- Directed by: Andrew Currie
- Written by: Andrew Currie Colin Aussant
- Produced by: Lee Kim Mary Anne Waterhouse
- Starring: Tim Blake Nelson Gretchen Mol Bruce Greenwood
- Cinematography: Maya Bankovic
- Edited by: Stephen Roque
- Music by: Todor Kobakov
- Production companies: Quadrant Motion Pictures Resolute Films
- Distributed by: Levelfilm
- Release date: March 10, 2024 (Cinequest);
- Running time: 107 minutes
- Country: Canada
- Language: English

= The Invisibles (2024 film) =

The Invisibles is a 2024 Canadian science fiction film, written and directed by Andrew Currie. The film stars Tim Blake Nelson as Charlie, a man who is navigating the end of his relationship with Hanna (Gretchen Mol) when he begins to physically disappear, discovering a hidden world of other people who have become invisible.

The cast also includes Bruce Greenwood, Simon Webster, Rachel Wilson, Tennille Read, Laura de Carteret, Juno Rinaldi, Courtenay J. Stevens, Rob Ramsay, Vinson Tran, Golden Madison, Jean-Michel Le Gal, Tal Gottfried, Elina Miyake Jackson, Nathan Alexis, Philip Van Martin and Grace Loewen in supporting roles.
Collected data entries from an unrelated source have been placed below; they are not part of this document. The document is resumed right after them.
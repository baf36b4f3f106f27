// Widget analytics domain models

/// Raw event counters for the reporting window. Missing counters
/// normalize to zero before this type is built.
#[derive(Debug, Clone, Default, PartialEq)]
pub struct AnalyticsWindow {
    pub total_try_ons: u64,
    pub widget_opens: u64,
    pub unique_visitors: u64,
    pub unique_sessions: u64,
    pub total_events: u64,
    pub total_errors: u64,
}

/// Window counters plus the rates derived from them.
#[derive(Debug, Clone, PartialEq)]
pub struct AnalyticsReport {
    pub window: AnalyticsWindow,
    pub conversion_rate: f64,
    pub error_rate: f64,
}

impl AnalyticsReport {
    /// Derive conversion and error rates, guarding zero denominators.
    pub fn new(window: AnalyticsWindow) -> Self {
        let conversion_rate = if window.widget_opens > 0 {
            window.total_try_ons as f64 / window.widget_opens as f64 * 100.0
        } else {
            0.0
        };
        let error_rate = if window.total_events > 0 {
            window.total_errors as f64 / window.total_events as f64 * 100.0
        } else {
            0.0
        };
        Self {
            window,
            conversion_rate,
            error_rate,
        }
    }
}
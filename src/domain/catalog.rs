// Product catalog domain model

/// One catalog entry, carried verbatim from the product listing.
#[derive(Debug, Clone, PartialEq)]
pub struct ProductSummary {
    pub id: String,
    pub name: String,
    pub sku: String,
    pub category: Option<String>,
    pub images: Vec<String>,
}
use uuid::Uuid;
use workoutlog_core::store::WorkoutRecord;
use workoutlog_core::{Coords, Workout, WorkoutKind, WorkoutStore};

fn sample_workouts(n: usize) -> Vec<Workout> {
    (0..n)
        .map(|i| {
            let at = Coords::new(59.9 + i as f64 * 0.01, 10.7);
            if i % 2 == 0 {
                Workout::running(at, 20.0 + i as f64, 4.0 + i as f64, 160.0 + i as f64)
            } else {
                Workout::cycling(at, 40.0 + i as f64, 15.0, -5.0 + i as f64 * 10.0)
            }
        })
        .collect()
}

#[test]
fn serialize_restore_preserves_sequence() {
    for n in [0, 1, 7] {
        let mut store = WorkoutStore::new();
        for w in sample_workouts(n) {
            store.append(w);
        }

        let snapshot = store.serialize().expect("serialize");
        let restored = WorkoutStore::restore(Some(&snapshot));

        assert_eq!(restored.len(), n);
        assert_eq!(restored, store, "n = {}", n);
    }
}

#[test]
fn restored_variants_are_redispatched_on_kind() {
    let mut store = WorkoutStore::new();
    for w in sample_workouts(4) {
        store.append(w);
    }
    let restored = WorkoutStore::restore(Some(&store.serialize().unwrap()));
    let kinds: Vec<WorkoutKind> = restored.iter().map(|w| w.kind()).collect();
    assert_eq!(
        kinds,
        [WorkoutKind::Running, WorkoutKind::Cycling, WorkoutKind::Running, WorkoutKind::Cycling]
    );
    assert!(restored.as_slice()[0].pace().is_some());
    assert!(restored.as_slice()[1].speed().is_some());
}

#[test]
fn find_by_id_after_restore() {
    let mut store = WorkoutStore::new();
    let workouts = sample_workouts(5);
    let ids: Vec<Uuid> = workouts.iter().map(|w| w.id()).collect();
    for w in workouts {
        store.append(w);
    }

    let restored = WorkoutStore::restore(Some(&store.serialize().unwrap()));
    for id in &ids {
        assert_eq!(restored.find_by_id(*id).map(|w| w.id()), Some(*id));
    }
    assert!(restored.find_by_id(Uuid::new_v4()).is_none());
}

#[test]
fn cycling_snapshot_keeps_speed() {
    let json = r#"[{
        "id": "2c1d1c5e-4b59-4d8e-9a8f-7f1e3a0c9b11",
        "kind": "cycling",
        "created_at": "2024-06-02T17:05:00Z",
        "coords": [59.91, 10.75],
        "duration": 30.0,
        "distance": 30.0,
        "description": "Cycling on June 2",
        "elevation_gain": 400.0,
        "speed": 60.0
    }]"#;
    let store = WorkoutStore::restore(Some(json));
    assert_eq!(store.len(), 1);
    let w = &store.as_slice()[0];
    assert_eq!(w.speed(), Some(60.0));
    assert_eq!(w.description(), "Cycling on June 2");

    // uten lagret speed regnes samme verdi ut
    let mut value: serde_json::Value = serde_json::from_str(json).unwrap();
    value[0].as_object_mut().unwrap().remove("speed");
    let recomputed = WorkoutStore::restore(Some(&value.to_string()));
    assert_eq!(recomputed.as_slice()[0].speed(), Some(60.0));
}

#[test]
fn record_is_flat_field_for_field() {
    let w = Workout::running(Coords::new(10.0, 20.0), 60.0, 10.0, 150.0);
    let value = serde_json::to_value(WorkoutRecord::from(&w)).unwrap();
    assert_eq!(value["kind"], "running");
    assert_eq!(value["coords"], serde_json::json!([10.0, 20.0]));
    assert_eq!(value["duration"], 60.0);
    assert_eq!(value["distance"], 10.0);
    assert_eq!(value["cadence"], 150.0);
    assert_eq!(value["pace"], 6.0);
    assert_eq!(value["id"], w.id().to_string());
    assert!(value.get("speed").is_none());
}
//! Visningsmodeller for kart-markører og listerader.
//! Ren data; selve HTML/kart-rendringen gjøres av grensesnittene i `boundary`.

use crate::models::{Activity, Coords, Workout, WorkoutKind};
use serde::{Deserialize, Serialize};
use uuid::Uuid;

// --- RoundTo trait (kun for visning, modellen runder aldri) ---
pub trait RoundTo {
    fn round_to(self, dp: u32) -> f64;
}

impl RoundTo for f64 {
    #[inline]
    fn round_to(self, dp: u32) -> f64 {
        if dp == 0 { return self.round(); }
        let factor = 10_f64.powi(dp as i32);
        (self * factor).round() / factor
    }
}

/// Popup-oppsett for markører.
#[derive(Debug, Clone, Copy, PartialEq, Serialize, Deserialize)]
#[serde(default)]
pub struct PopupOptions {
    pub max_width: u32,
    pub min_width: u32,
    pub auto_close: bool,
    pub close_on_click: bool,
}

impl Default for PopupOptions {
    fn default() -> Self {
        Self {
            max_width: 250,
            min_width: 100,
            auto_close: false,
            close_on_click: false,
        }
    }
}

#[derive(Debug, Clone, PartialEq)]
pub struct MarkerSpec {
    pub workout_id: Uuid,
    pub coords: Coords,
    pub caption: String,
    pub class_name: &'static str,
    pub popup: PopupOptions,
}

/// Verdi + enhet + ikon, f.eks. ("⚡️", "6.0", "min/km").
#[derive(Debug, Clone, PartialEq, Eq)]
pub struct RowStat {
    pub icon: &'static str,
    pub value: String,
    pub unit: &'static str,
}

impl RowStat {
    fn new(icon: &'static str, value: String, unit: &'static str) -> Self {
        Self { icon, value, unit }
    }
}

/// Én rad i workout-listen. `id` brukes for å finne tilbake ved klikk.
#[derive(Debug, Clone, PartialEq, Eq)]
pub struct ListRow {
    pub id: Uuid,
    pub kind: WorkoutKind,
    pub title: String,
    pub distance: RowStat,
    pub duration: RowStat,
    pub metric: RowStat,
    pub extra: RowStat,
}

pub fn popup_caption(workout: &Workout) -> String {
    format!("{} {}", workout.kind().icon(), workout.description())
}

pub fn marker_for(workout: &Workout, popup: PopupOptions) -> MarkerSpec {
    MarkerSpec {
        workout_id: workout.id(),
        coords: workout.coords(),
        caption: popup_caption(workout),
        class_name: workout.kind().css_class(),
        popup,
    }
}

fn plain(v: f64) -> String {
    // 5.0 -> "5", 5.25 -> "5.25"
    format!("{}", v.round_to(2))
}

pub fn row_for(workout: &Workout) -> ListRow {
    let kind = workout.kind();
    let (metric, extra) = match *workout.activity() {
        Activity::Running { cadence, pace } => (
            RowStat::new("⚡️", format!("{:.1}", pace), "min/km"),
            RowStat::new("🦶🏼", plain(cadence), "spm"),
        ),
        Activity::Cycling { elevation_gain, speed } => (
            RowStat::new("⚡️", format!("{:.1}", speed), "km/h"),
            RowStat::new("⛰", plain(elevation_gain), "m"),
        ),
    };

    ListRow {
        id: workout.id(),
        kind,
        title: workout.description().to_string(),
        distance: RowStat::new(kind.icon(), plain(workout.distance_km()), "km"),
        duration: RowStat::new("⏱", plain(workout.duration_min()), "min"),
        metric,
        extra,
    }
}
The film was first announced in 2021, with Lucy Liu slated to appear in the cast. It went into production in Toronto and Hamilton in 2023, with Mol replacing Liu at that time.

The film premiered in March 2024 at the Cinequest Film & Creativity Festival, and had its Canadian premiere as the opening gala at the 2024 Cinéfest Sudbury International Film Festival.